This is not a book review for 2 basic reasons. First, F. Scott Fitzgerald does not need me to advertise for him. Aside from the fact that he is deceased, every English reader in the world has already heard of The Great Gatsby. If you somehow finished high school without reading it and still never picked it up, nothing I say here is going to convince you.
Second, this was a re-read for me and I always find it difficult to review re-reads. My opinions aren’t as straightforward or clear cut as they usually are with a first time read. I would say this is my third or fourth time reading The Great Gatsby. I can distinctly recall the chair I sat in when I read it for Grade 12 English. I finished the book in an afternoon and later searched out all of Fitzgerald’s short stories.
Reading the book now, close to 20 years later, I’m sure different things jump out at me than sitting in that chair at the age of 17. This time I was struck more than ever by the casual racism of the book. The main characters are all white Americans. The one Jewish character is almost a caricature of a villain and the way any Black person is referred to was pretty horrifying.
I found myself mulling over the character of Nick more than I had in past readings. He is famously the narrator but not the focus of the story. And yet there is quite a bit about him between the lines. He describes himself as one of the few honest people he knows but tells us very little about his past entanglements and in the end Jordan, the character who arguably knows him best, accuses him of carelessness.
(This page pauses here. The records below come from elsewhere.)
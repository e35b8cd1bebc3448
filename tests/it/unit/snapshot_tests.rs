//! Snapshot tests using the insta crate.
//!
//! Derived state has many fields; snapshots keep the full shape of a
//! snapshot pair visible in one place.
//!
//! To update snapshots after intentional changes:
//! ```sh
//! cargo insta test --accept
//! ```

use crate::helpers::*;
use dropzone::{DerivedState, Point};

#[test]
fn snapshot_state_after_moving_off_target() {
    let surface = overlapping_surface();
    let mut manager = immediate_manager();
    manager.pointer_down(&surface, Point::new(10.0, 10.0));
    manager.pointer_move(&surface, Point::new(50.0, 30.0));

    insta::assert_debug_snapshot!(manager.current_derived_state(), @r#"
    DerivedState {
        dragging: true,
        hovering: false,
        drag_payload: Some(
            "card",
        ),
        drop_payload: None,
        initial_pointer_position: Some(
            Point {
                x: 10.0,
                y: 10.0,
            },
        ),
        pointer_position: Some(
            Point {
                x: 50.0,
                y: 30.0,
            },
        ),
        initial_element_position: Some(
            Point {
                x: 0.0,
                y: 0.0,
            },
        ),
        element_position: Some(
            Point {
                x: 40.0,
                y: 20.0,
            },
        ),
        displacement: Some(
            Point {
                x: 40.0,
                y: 20.0,
            },
        ),
    }
    "#);
}

#[test]
fn snapshot_drop_prev_state_json() {
    let surface = overlapping_surface();
    let mut manager = immediate_manager();
    let recorder = Recorder::attach(&mut manager);
    manager.pointer_down(&surface, Point::new(10.0, 10.0));
    manager.pointer_up(&surface);

    let drop = recorder.last().unwrap();
    let json = serde_json::to_string_pretty(&drop.prev).unwrap();
    insta::assert_snapshot!(json, @r#"
    {
      "dragging": true,
      "hovering": true,
      "drag_payload": "card",
      "drop_payload": "column",
      "initial_pointer_position": {
        "x": 10.0,
        "y": 10.0
      },
      "pointer_position": {
        "x": 10.0,
        "y": 10.0
      },
      "initial_element_position": {
        "x": 0.0,
        "y": 0.0
      },
      "element_position": {
        "x": 0.0,
        "y": 0.0
      },
      "displacement": {
        "x": 0.0,
        "y": 0.0
      }
    }
    "#);
}

#[test]
fn snapshot_idle_state_json() {
    let json = serde_json::to_string_pretty(&DerivedState::<Payload>::idle()).unwrap();
    insta::assert_snapshot!(json, @r#"
    {
      "dragging": false,
      "hovering": false,
      "drag_payload": null,
      "drop_payload": null,
      "initial_pointer_position": null,
      "pointer_position": null,
      "initial_element_position": null,
      "element_position": null,
      "displacement": null
    }
    "#);
}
It is carelessness that is, in some ways, the major flaw of the book’s characters. Certainly of Daisy who is shielded from the rest of the world by wealth and privilege and beauty, whose very voice is “full of money”. It is carelessness that drives Gatsby’s extravagant parties, full of people who neither know him or care about him.
I reread The Great Gatsby as part of my Virtuous Reading Challenge based on Karen Swallow Prior’s On Reading Well. Gatsby is the book of choice to examine the virtue of temperance. More than one person pointed out in my original post that Gatsby had to be a reverse example because when you think of Gatsby, you think of extravagance and, well, alcohol. Prior, however, takes a broader view of what is temperance. As she puts it,
One attains the virtue of temperance when one’s appetites have been shaped such that one’s very desires are in proper order and proportion.Karen Swallow Prior, On Reading Well
More than simply being the virtue of sobriety, temperance is that which tempers, a balance between pleasure and understanding. Gatsby is a novel of excess. Excess of consumption, yes, of alcohol and parties and dancing and a certain type of hedonism. But Gatsby himself is a man marked by intemperance. Nick notes that Gatsby himself never drinks. We see Gatsby at his own parties as more of an observer than a participator, standing on the edge, often unknown even to his own guests. Where Gatsby’s intemperance lies, Prior argues, is in his dreams. Gatsby has pinned all his dreams on Daisy, elevating her to an impossible standard and making her a representative of an entire world of wealth and power that he wishes to enter into. Gatsby’s dreams become larger-than-life, lacking the temperance of reality and creating a vision that Daisy herself can never possibly live up to. As Prior says, “[Gatsby’s] desire has been for something that does not even exist, and he has no taste for what really does exist.” Gatsby has created a fantasy world to aspire to, one that no reality can truly live up to and one which, in the end, destroys him.